*TRY IT*: Go through the data below and return each line where the string "AnyPoolOptions" occurs.

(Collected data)
····················
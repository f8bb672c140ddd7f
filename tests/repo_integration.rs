//! Black-box repository tests against a real (in-memory SQLite) pool:
//! exercise `SyncRepository` through its public trait rather than
//! reaching into SQL directly.

use sqlx::any::AnyPoolOptions;
use sqlx::AnyPool;
use uuid::Uuid;

use brx_sync::db::repo::{NewInventoryItem, SqlxSyncRepository, SyncRepository};
use brx_sync::db::schema;
use brx_sync::model::OperationType;

async fn setup_db() -> AnyPool {
    sqlx::any::install_default_drivers();
    let db_name = Uuid::new_v4().to_string();
    let conn_str = format!("sqlite:file:{db_name}?mode=memory&cache=shared");
    let pool = AnyPoolOptions::new()
        .max_connections(5)
        .connect(&conn_str)
        .await
        .unwrap();
    schema::migrate(&pool).await.unwrap();
    pool
}

#[tokio::test]
async fn try_begin_initial_sync_is_exclusive_unless_forced() {
    let pool = setup_db().await;
    let repo = SqlxSyncRepository::new(std::sync::Arc::new(pool));
    let user_id = Uuid::new_v4();

    repo.upsert_token(user_id, "enc-token").await.unwrap();

    assert!(repo.try_begin_initial_sync(user_id, false).await.unwrap());
    // Already in initial_sync: a second non-forced attempt is rejected.
    assert!(!repo.try_begin_initial_sync(user_id, false).await.unwrap());
    // Forced re-entry succeeds regardless of current state.
    assert!(repo.try_begin_initial_sync(user_id, true).await.unwrap());
}

#[tokio::test]
async fn bulk_insert_then_find_existing_for_chunk_round_trips() {
    let pool = setup_db().await;
    let repo = SqlxSyncRepository::new(std::sync::Arc::new(pool));
    let user_id = Uuid::new_v4();

    let item = NewInventoryItem {
        user_id,
        blueprint_id: 42,
        external_stock_id: Some("abc123".into()),
        quantity: 5,
        price_cents: 999,
        description: None,
        user_data_field: None,
        graded: None,
        properties: None,
    };
    let created = repo.bulk_insert(&[item]).await.unwrap();
    assert_eq!(created, 1);

    let keys = vec![(42i64, Some("abc123".to_string()))];
    let existing = repo.find_existing_for_chunk(user_id, &keys).await.unwrap();
    assert_eq!(existing.len(), 1);
    let found = existing.get(&(42, Some("abc123".to_string()))).unwrap();
    assert_eq!(found.quantity, 5);
}

#[tokio::test]
async fn purchase_reserve_then_commit_decrements_quantity() {
    let pool = setup_db().await;
    let repo = SqlxSyncRepository::new(std::sync::Arc::new(pool));
    let user_id = Uuid::new_v4();

    let item = NewInventoryItem {
        user_id,
        blueprint_id: 1,
        external_stock_id: Some("stock-1".into()),
        quantity: 10,
        price_cents: 500,
        description: None,
        user_data_field: None,
        graded: None,
        properties: None,
    };
    repo.bulk_insert(&[item]).await.unwrap();

    let keys = vec![(1i64, Some("stock-1".to_string()))];
    let existing = repo.find_existing_for_chunk(user_id, &keys).await.unwrap();
    let item_id = existing.values().next().unwrap().id;

    let reservation = repo.purchase_reserve(user_id, item_id).await.unwrap().unwrap();
    assert_eq!(reservation.quantity_before, 10);

    repo.purchase_commit(item_id, reservation.quantity_before, 3)
        .await
        .unwrap();

    let updated = repo.get_item(item_id).await.unwrap().unwrap();
    assert_eq!(updated.quantity, 7);
}

#[tokio::test]
async fn operation_journal_lifecycle() {
    let pool = setup_db().await;
    let repo = SqlxSyncRepository::new(std::sync::Arc::new(pool));
    let user_id = Uuid::new_v4();
    let operation_id = Uuid::new_v4();

    repo.register_pending(operation_id, user_id, OperationType::BulkSync)
        .await
        .unwrap();
    let op = repo.get_operation(operation_id).await.unwrap().unwrap();
    assert_eq!(op.user_id, user_id);

    repo.update_metadata(operation_id, serde_json::json!({"progress_percent": 50}))
        .await
        .unwrap();
    repo.complete_operation(operation_id).await.unwrap();

    let completed = repo.get_operation(operation_id).await.unwrap().unwrap();
    assert!(completed.completed_at.is_some());
}

#[tokio::test]
async fn bulk_insert_folds_conflicting_row_instead_of_failing_chunk() {
    let pool = setup_db().await;
    let repo = SqlxSyncRepository::new(std::sync::Arc::new(pool));
    let user_id = Uuid::new_v4();

    let first = NewInventoryItem {
        user_id,
        blueprint_id: 9,
        external_stock_id: Some("dup-1".into()),
        quantity: 4,
        price_cents: 100,
        description: None,
        user_data_field: None,
        graded: None,
        properties: None,
    };
    let created = repo.bulk_insert(&[first]).await.unwrap();
    assert_eq!(created, 1);

    // Same (user_id, blueprint_id, external_stock_id) arriving from a
    // second chunk must update the existing row, not error out the batch.
    let second = NewInventoryItem {
        user_id,
        blueprint_id: 9,
        external_stock_id: Some("dup-1".into()),
        quantity: 7,
        price_cents: 150,
        description: None,
        user_data_field: None,
        graded: None,
        properties: None,
    };
    let created_again = repo.bulk_insert(&[second]).await.unwrap();
    assert_eq!(created_again, 0, "conflicting row is folded, not re-inserted");

    let keys = vec![(9i64, Some("dup-1".to_string()))];
    let existing = repo.find_existing_for_chunk(user_id, &keys).await.unwrap();
    assert_eq!(existing.len(), 1, "no duplicate row was created");
    let found = existing.get(&(9, Some("dup-1".to_string()))).unwrap();
    assert_eq!(found.quantity, 7);
    assert_eq!(found.price_cents, 150);
}

#[tokio::test]
async fn adjust_quantity_clamps_at_zero() {
    let pool = setup_db().await;
    let repo = SqlxSyncRepository::new(std::sync::Arc::new(pool));
    let user_id = Uuid::new_v4();

    let item = NewInventoryItem {
        user_id,
        blueprint_id: 7,
        external_stock_id: Some("s7".into()),
        quantity: 2,
        price_cents: 100,
        description: None,
        user_data_field: None,
        graded: None,
        properties: None,
    };
    repo.bulk_insert(&[item]).await.unwrap();
    let keys = vec![(7i64, Some("s7".to_string()))];
    let existing = repo.find_existing_for_chunk(user_id, &keys).await.unwrap();
    let item_id = existing.values().next().unwrap().id;

    let after = repo.adjust_quantity(item_id, -10).await.unwrap().unwrap();
    assert_eq!(after.quantity, 0, "quantity must clamp at zero, never go negative");
}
····················
*FINISHED TASK*:
use sqlx::any::AnyPoolOptions;
    let pool = AnyPoolOptions::new()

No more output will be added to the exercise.